Treg检测

ybz

   有没有人用BD公司的 FOXP3 kit  (货号560098)来检测Treg细胞的，固定破膜效果如何？为什么我的检测不出来呢？需要注意什么？

niwanmao

你使用的是哪个公司的破膜剂？处理步骤怎么样？

susu

我们常用的是eBioscience公司的FOXP3试剂盒，小鼠和人的Kit我们都用过，按照说明书操作结果一直都很好。BD的我们没用过，不过从你的结果图上看，你的CD25表达非常低，是不是考虑下标本的原因？如果CD25表达比例都这么少的话FoxP3+的细胞数估计也很少，你总数设置收集多少？一般我们是按G2门内收集1W的细胞，但如果看到CD25比例比较低的情况下会增加门内细胞到3-5W，以获取更多的细胞。

ybz

niwanmao 发表于 2014-3-19 18:49
你使用的是哪个公司的破膜剂？处理步骤怎么样？

BD公司的，步骤是  1.外周血单个核提取，调整细胞数2*10^6，取100ul 细胞悬液，加入CD4 .CD25抗体，避光孵育30min,洗涤、弃上清 。 .2.加入2ml buffer A 避光孵育10min,离心、弃上清。2.加入0.5ml buffer c, 避光孵育30min,离心、弃上清.   3.加FOXP3抗体

ybz

susu 发表于 2014-3-20 15:40
我们常用的是eBioscience公司的FOXP3试剂盒，小鼠和人的Kit我们都用过，按照说明书操作结果一直都很好。BD ...

我也是按照说明书来操作的，不明白为什么单个核提取细胞的时候淋巴细胞比例只有30%~50%？我们实验室上机的时候都不给按设门获取细胞的，只按总数来得细胞，所以有点被动。为什么CD25也这么难标上，它不是表面抗原来的吗？

niwanmao

ybz 发表于 2014-3-21 12:16
我也是按照说明书来操作的，不明白为什么单个核提取细胞的时候淋巴细胞比例只有30%~50%？我们实验室上机 ...

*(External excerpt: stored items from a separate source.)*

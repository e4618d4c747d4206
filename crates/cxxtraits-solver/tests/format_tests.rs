use super::*;
use crate::TypeInterner;
use crate::types::{CvQualifiers, FunctionShape};

fn fmt(db: &TypeInterner, ty: TypeId) -> String {
    TypeFormatter::new(db).format(ty)
}

#[test]
fn test_format_fundamentals() {
    let db = TypeInterner::new();
    assert_eq!(fmt(&db, TypeId::VOID), "void");
    assert_eq!(fmt(&db, TypeId::NULLPTR), "std::nullptr_t");
    assert_eq!(fmt(&db, TypeId::UNSIGNED_LONG_LONG), "unsigned long long");
    assert_eq!(fmt(&db, TypeId::WCHAR), "wchar_t");
}

#[test]
fn test_format_qualified_and_pointers() {
    let db = TypeInterner::new();
    let const_int = db.qualified(TypeId::INT, CvQualifiers::CONST);
    assert_eq!(fmt(&db, const_int), "const int");
    assert_eq!(fmt(&db, db.pointer(const_int)), "const int*");
    assert_eq!(
        fmt(&db, db.qualified(db.pointer(TypeId::INT), CvQualifiers::CONST)),
        "int* const"
    );
    assert_eq!(fmt(&db, db.pointer(db.pointer(TypeId::CHAR))), "char**");
}

#[test]
fn test_format_references() {
    let db = TypeInterner::new();
    assert_eq!(fmt(&db, db.lvalue_reference(TypeId::INT)), "int&");
    assert_eq!(fmt(&db, db.rvalue_reference(TypeId::DOUBLE)), "double&&");
    let const_int = db.qualified(TypeId::INT, CvQualifiers::CONST);
    assert_eq!(fmt(&db, db.lvalue_reference(const_int)), "const int&");
}

#[test]
fn test_format_arrays() {
    let db = TypeInterner::new();
    let row = db.array(TypeId::INT, Some(3));
    assert_eq!(fmt(&db, row), "int[3]");
    assert_eq!(fmt(&db, db.array(row, Some(2))), "int[2][3]");
    assert_eq!(fmt(&db, db.array(TypeId::INT, None)), "int[]");
    assert_eq!(fmt(&db, db.pointer(row)), "int (*)[3]");
    assert_eq!(fmt(&db, db.lvalue_reference(row)), "int (&)[3]");
}

#[test]
fn test_format_functions() {
    let db = TypeInterner::new();
    let callback = db.function(FunctionShape::new(TypeId::VOID, vec![TypeId::INT]));
    assert_eq!(fmt(&db, callback), "void(int)");
    assert_eq!(fmt(&db, db.pointer(callback)), "void (*)(int)");

    let printf = db.function(
        FunctionShape::new(TypeId::INT, vec![TypeId::DOUBLE])
            .variadic()
            .noexcept(),
    );
    assert_eq!(fmt(&db, printf), "int(double, ...) noexcept");
}

#[test]
fn test_format_member_pointers() {
    let db = TypeInterner::new();
    let widget = db.class("Widget").finish().expect("Widget is well-formed");
    assert_eq!(fmt(&db, widget), "Widget");
    assert_eq!(fmt(&db, db.member_pointer(widget, TypeId::INT)), "int Widget::*");

    let method = db.function(
        FunctionShape::new(TypeId::VOID, vec![])
            .with_cv(CvQualifiers::CONST)
            .with_ref(crate::types::RefQualifier::LValue),
    );
    assert_eq!(
        fmt(&db, db.member_pointer(widget, method)),
        "void (Widget::*)() const &"
    );
}

#[test]
fn test_format_enums_and_unknown_ids() {
    let db = TypeInterner::new();
    let color = db.enumeration("Color", true, None, (0, 2));
    assert_eq!(fmt(&db, color), "Color");
    assert_eq!(fmt(&db, TypeId(TypeId::FIRST_USER + 99_999)), format!("<type#{}>", TypeId::FIRST_USER + 99_999));
}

这个kit中的Buffer A和C你是不是都已经按照说明稀释了？

1. Dilute FoxP3 Buffer A (10X concentrate) 1:10 with room temperature (20°C to 25°C) deionized water.

2. To make a working solution of Buffer C, dilute FoxP3 Buffer B (50X) into 1X FoxP3 Buffer A at a ratio of 1:50 (Buffer B:Buffer A)

watson77

G2门是不是圈的有点问题？圈的是CD4+群，不是CD4+CD25+群，因此G3实际为Treg/CD4+T，当然比例低了。而且从G2上看，CD25阳性群似乎比较少。

niwanmao

watson77 发表于 2014-3-24 22:38
G2门是不是圈的有点问题？圈的是CD4+群，不是CD4+CD25+群，因此G3实际为Treg/CD4+T，当然比例低了。而且从G ...

设门不是大问题，关键是感觉其foxP3似乎没染上。

ybz

niwanmao 发表于 2014-3-21 20:36
这个kit中的Buffer A和C你是不是都已经按照说明稀释了？

1. Dilute FoxP3 Buffer A (10X concentrate) 1 ...

恩恩！都是现配现做的，而且按比例

niwanmao

ybz 发表于 2014-3-25 10:48
恩恩！都是现配现做的，而且按比例

那么估计是效果不太好，可以换一种破膜剂试试。